11 Die Aussteiger
Abseits vom Lärm der Stadt haben sich einige entschieden, anders zu leben. Die Alive-Internet-Bewegung ist eine Gegenbewegung: Menschen, die das Internet bewusst und sparsam nutzen – nur um echte Momente des Lebens zu teilen, nicht um darin zu verschwinden. Sie spielen nicht mit im Spiel um Klicks und Aufmerksamkeit. Für sie ist das Internet ein Werkzeug, kein Zuhause.

Das Gegenstück zur toten Stadt
Die Alive Internet Theory ist die optimistische Antwort auf die Dead Internet Theory. Sie besagt: Das Web ist weiterhin von echten, suchenden und interagierenden Menschen geprägt.
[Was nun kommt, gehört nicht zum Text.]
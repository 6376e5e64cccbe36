use serde::{Deserialize, Serialize};

/// Optional JSON body of a non-2xx backend response.
///
/// The backend is not consistent about the key it uses, so both are accepted.
#[derive(Debug, Clone, Default, Serialize, Deserialize)]
pub struct ApiErrorBody {
    #[serde(default, skip_serializing_if = "Option::is_none")]
    pub message: Option<String>,
    #[serde(default, skip_serializing_if = "Option::is_none")]
    pub error: Option<String>,
}

impl ApiErrorBody {
    pub fn into_message(self) -> Option<String> {
        self.message
            .or(self.error)
            .map(|m| m.trim().to_string())
            .filter(|m| !m.is_empty())
    }
}
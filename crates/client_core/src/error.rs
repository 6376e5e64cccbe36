use reqwest::StatusCode;
use thiserror::Error;

/// Errors surfaced by the lessons client.
///
/// `Network` and `Server` together are the single remote-failure class: the
/// request never produced a response, or it produced a non-2xx one.
#[derive(Debug, Error)]
pub enum ShopError {
    #[error("{operation} failed: {source}")]
    Network {
        operation: &'static str,
        #[source]
        source: reqwest::Error,
    },
    #[error("{operation} failed with status {status}: {message}")]
    Server {
        operation: &'static str,
        status: StatusCode,
        message: String,
    },
    #[error("invalid api base url '{url}': {reason}")]
    InvalidBaseUrl { url: String, reason: String },
    #[error("cart index {index} is out of range for a cart of {len} item(s)")]
    CartIndexOutOfRange { index: usize, len: usize },
}

impl ShopError {
    pub fn is_remote(&self) -> bool {
        matches!(self, Self::Network { .. } | Self::Server { .. })
    }

    /// Short reason embedded in the checkout failure message.
    pub fn user_reason(&self) -> String {
        match self {
            Self::Network { operation, .. } => format!("could not reach the server to {operation}"),
            Self::Server {
                operation, message, ..
            } => format!("failed to {operation} ({message})"),
            other => other.to_string(),
        }
    }
}

pub type ShopResult<T> = std::result::Result<T, ShopError>;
Zwischen all den Bots, Werbeanzeigen und KI-Inhalten existiert eine widerstandsfähige Gemeinschaft, die ein lebendiges Internet gestaltet, man muss sie nur finden.
Der Künstler Spencer Chang bringt es auf seiner Webinstallation alivetheory.net auf den Punkt: Das Internet werde immer voller echter Menschen sein, Menschen, die einander suchen, auf Hilferufe reagieren und selbst mitten in einem Streit gemeinsam lachen. Die Zelte hinter dem Bahnhof sind der Beweis, dass die Stadt nicht ganz den Maschinen gehört.
Kein Rückzug, sondern eine Haltung
Die Aussteiger haben das Internet nicht verlassen, sie nutzen es nur anders. Sie teilen echte Momente und regen zum Nachmachen an. Sie geben Ratschläge und helfen, nicht um an Geld oder Aufmerksamkeit zu kommen, sondern für ein soziales Web. Damit leben sie genau das, was Berners-Lee einst im Sinn hatte: das Netz als soziales Werkzeug, nicht als Aufenthaltsort. Das Internet bleibt Mittel, das Leben findet draußen statt.
Eine wachsende Bewegung
Die Sehnsucht nach diesem Umgang ist messbar. In der Umfrage zu dieser Arbeit taucht auffällig häufig das Bedürfnis nach Rückzug auf, vom „Gras berühren gehen" bis zur Vermutung, es werde künftig eine Bewegung geben, die sich aus dem Netz zurückzieht, weil „die neue Währung deine Lebenszeit" sei. Mehr als die Hälfte der Befragten hat bereits bewusst eine Social-Media-Pause eingelegt. Die Zelte bekommen Zulauf.
Die Rückkehr der Foren
Auch alte Nachbarschaften beleben sich neu: Klassische Internetforen erleben durch ihre Community-getragenen Moderationsmodelle eine kleine Renaissance, weil viele Nutzer:innen den süchtig machenden Algorithmus zunehmend ablehnen. Menschen suchen wieder Orte, an denen nicht eine Maschine entscheidet, was gesehen wird, sondern eine Gemeinschaft.
Analog als Statement
Zum Ausstieg gehört auch die neue Liebe zum Greifbaren: Vinyl wächst seit 19 Jahren in Folge, mechanische und analoge Produkte erleben ein Comeback. Sie halten, was sie versprechen, ohne Abo und ohne Update. Wer ein physisches Ding besitzt, besitzt es wirklich, ein stiller Protest gegen die digitale Enteignung der Wolkenkratzer.
Die Radikalsten der Stadt
Es klingt paradox, aber die Bewohner der Zelte sind vielleicht die radikalsten von allen. Sie verweigern sich dem Spiel um Klicks, Likes und Reichweite, das die gesamte Stadt antreibt. In einer Ökonomie, deren Währung Aufmerksamkeit ist, ist der bewusste Entzug von Aufmerksamkeit die stärkste Form des Widerstands.
Das Web zurückholen
Die Aussteiger zeigen: Das Web ist nicht verloren, aber es braucht Menschen, die es sich zurückholen. Jeder kann damit anfangen, im Kleinen. Echte Momente teilen statt inszenierte. Einem Menschen antworten statt einem Trend. Und ab und zu das Handy weglegen und die Stadt Stadt sein lassen. Netropolis gehört am Ende denen, die in ihr leben, nicht denen, die an ihr verdienen.